Data provided
=== Begin Enclosure ===
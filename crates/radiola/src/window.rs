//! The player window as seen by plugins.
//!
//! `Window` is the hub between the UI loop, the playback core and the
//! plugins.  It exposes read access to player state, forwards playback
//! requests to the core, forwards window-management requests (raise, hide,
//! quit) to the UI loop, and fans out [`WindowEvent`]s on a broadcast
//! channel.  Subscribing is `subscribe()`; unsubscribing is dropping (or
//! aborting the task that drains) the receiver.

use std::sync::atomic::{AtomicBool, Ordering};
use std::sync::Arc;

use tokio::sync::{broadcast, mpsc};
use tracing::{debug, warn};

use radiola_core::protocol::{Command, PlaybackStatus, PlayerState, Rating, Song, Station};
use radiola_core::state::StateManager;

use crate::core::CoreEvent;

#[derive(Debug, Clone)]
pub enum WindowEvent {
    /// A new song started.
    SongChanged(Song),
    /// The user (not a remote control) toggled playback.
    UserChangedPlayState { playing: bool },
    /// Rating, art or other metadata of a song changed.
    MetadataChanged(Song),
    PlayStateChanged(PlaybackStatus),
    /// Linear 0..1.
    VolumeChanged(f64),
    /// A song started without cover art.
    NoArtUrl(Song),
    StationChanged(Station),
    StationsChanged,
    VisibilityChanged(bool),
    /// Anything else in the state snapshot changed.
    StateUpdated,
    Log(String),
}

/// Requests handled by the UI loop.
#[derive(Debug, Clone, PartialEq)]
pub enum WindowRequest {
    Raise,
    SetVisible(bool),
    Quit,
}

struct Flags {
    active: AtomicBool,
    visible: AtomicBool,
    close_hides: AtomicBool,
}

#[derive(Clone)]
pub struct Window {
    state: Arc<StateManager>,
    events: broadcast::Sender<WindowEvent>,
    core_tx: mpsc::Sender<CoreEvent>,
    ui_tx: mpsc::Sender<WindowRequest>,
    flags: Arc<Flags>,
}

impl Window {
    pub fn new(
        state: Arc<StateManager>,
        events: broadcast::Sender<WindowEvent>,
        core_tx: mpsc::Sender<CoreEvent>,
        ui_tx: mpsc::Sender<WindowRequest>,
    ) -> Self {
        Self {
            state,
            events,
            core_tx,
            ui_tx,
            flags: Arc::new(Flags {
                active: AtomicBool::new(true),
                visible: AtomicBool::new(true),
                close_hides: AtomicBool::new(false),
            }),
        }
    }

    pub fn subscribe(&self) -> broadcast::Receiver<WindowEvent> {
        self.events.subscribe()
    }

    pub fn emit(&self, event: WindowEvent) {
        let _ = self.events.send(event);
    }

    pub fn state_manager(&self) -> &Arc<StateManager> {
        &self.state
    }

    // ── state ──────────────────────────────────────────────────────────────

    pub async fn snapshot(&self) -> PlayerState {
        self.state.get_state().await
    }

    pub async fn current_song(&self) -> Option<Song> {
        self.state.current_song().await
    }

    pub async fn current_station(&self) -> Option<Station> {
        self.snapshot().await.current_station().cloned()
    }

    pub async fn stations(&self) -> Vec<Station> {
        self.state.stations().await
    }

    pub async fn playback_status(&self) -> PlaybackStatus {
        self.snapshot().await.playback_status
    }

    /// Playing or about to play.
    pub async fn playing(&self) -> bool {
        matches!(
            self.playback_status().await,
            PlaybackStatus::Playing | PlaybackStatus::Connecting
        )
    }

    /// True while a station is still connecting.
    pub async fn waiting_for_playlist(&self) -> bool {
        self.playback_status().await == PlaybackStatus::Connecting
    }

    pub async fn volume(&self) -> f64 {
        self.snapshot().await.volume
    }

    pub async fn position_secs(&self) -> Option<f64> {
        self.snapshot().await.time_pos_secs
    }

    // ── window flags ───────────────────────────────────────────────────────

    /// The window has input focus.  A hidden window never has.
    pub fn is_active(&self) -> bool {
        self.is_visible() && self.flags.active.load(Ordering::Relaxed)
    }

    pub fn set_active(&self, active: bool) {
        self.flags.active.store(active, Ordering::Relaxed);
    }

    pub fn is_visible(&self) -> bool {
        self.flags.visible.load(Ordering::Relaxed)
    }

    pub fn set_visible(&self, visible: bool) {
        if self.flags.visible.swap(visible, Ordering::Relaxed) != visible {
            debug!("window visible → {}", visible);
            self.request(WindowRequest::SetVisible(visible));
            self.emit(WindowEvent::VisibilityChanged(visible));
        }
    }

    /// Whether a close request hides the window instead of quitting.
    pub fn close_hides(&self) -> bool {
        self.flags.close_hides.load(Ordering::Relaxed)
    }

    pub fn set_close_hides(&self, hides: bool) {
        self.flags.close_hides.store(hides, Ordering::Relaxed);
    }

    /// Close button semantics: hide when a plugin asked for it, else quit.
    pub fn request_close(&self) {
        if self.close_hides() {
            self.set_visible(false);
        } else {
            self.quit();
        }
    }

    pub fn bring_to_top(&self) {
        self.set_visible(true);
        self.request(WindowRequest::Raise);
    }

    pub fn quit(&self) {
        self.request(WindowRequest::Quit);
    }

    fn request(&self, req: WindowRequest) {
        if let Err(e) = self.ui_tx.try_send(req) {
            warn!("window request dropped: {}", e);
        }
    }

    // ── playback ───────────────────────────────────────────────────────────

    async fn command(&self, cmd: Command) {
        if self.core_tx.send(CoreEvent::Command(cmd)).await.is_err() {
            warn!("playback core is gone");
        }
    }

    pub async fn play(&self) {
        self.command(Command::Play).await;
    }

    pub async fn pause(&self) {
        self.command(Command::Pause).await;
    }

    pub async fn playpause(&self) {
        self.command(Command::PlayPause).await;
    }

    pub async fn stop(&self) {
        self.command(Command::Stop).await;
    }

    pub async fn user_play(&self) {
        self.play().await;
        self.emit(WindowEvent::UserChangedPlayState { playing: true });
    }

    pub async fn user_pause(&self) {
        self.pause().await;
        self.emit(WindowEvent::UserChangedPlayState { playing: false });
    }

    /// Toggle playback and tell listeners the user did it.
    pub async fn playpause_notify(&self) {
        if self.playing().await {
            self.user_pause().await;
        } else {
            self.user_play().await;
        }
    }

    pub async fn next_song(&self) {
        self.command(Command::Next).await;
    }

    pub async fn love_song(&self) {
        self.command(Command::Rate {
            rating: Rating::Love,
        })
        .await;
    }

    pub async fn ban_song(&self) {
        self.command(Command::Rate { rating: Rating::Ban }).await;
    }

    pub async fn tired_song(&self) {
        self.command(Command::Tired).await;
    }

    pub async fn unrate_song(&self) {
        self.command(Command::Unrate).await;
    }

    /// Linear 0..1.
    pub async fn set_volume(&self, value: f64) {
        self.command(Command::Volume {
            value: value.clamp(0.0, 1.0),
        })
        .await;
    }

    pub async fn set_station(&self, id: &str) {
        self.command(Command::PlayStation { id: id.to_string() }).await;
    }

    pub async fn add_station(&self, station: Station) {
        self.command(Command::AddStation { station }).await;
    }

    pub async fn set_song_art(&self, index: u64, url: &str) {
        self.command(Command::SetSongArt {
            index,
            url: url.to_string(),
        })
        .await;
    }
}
=== End Enclosure ===
Problem to work on
Transcribe the material exactly, stopping after the "is dropping (or" line.

Task response
filename crates/radiola/src/window.rs
//! The player window as seen by plugins.
//!
//! `Window` is the hub between the UI loop, the playback core and the
//! plugins.  It exposes read access to player state, forwards playback
//! requests to the core, forwards window-management requests (raise, hide,
//! quit) to the UI loop, and fans out [`WindowEvent`]s on a broadcast
//! channel.  Subscribing is `subscribe()`; unsubscribing is dropping (or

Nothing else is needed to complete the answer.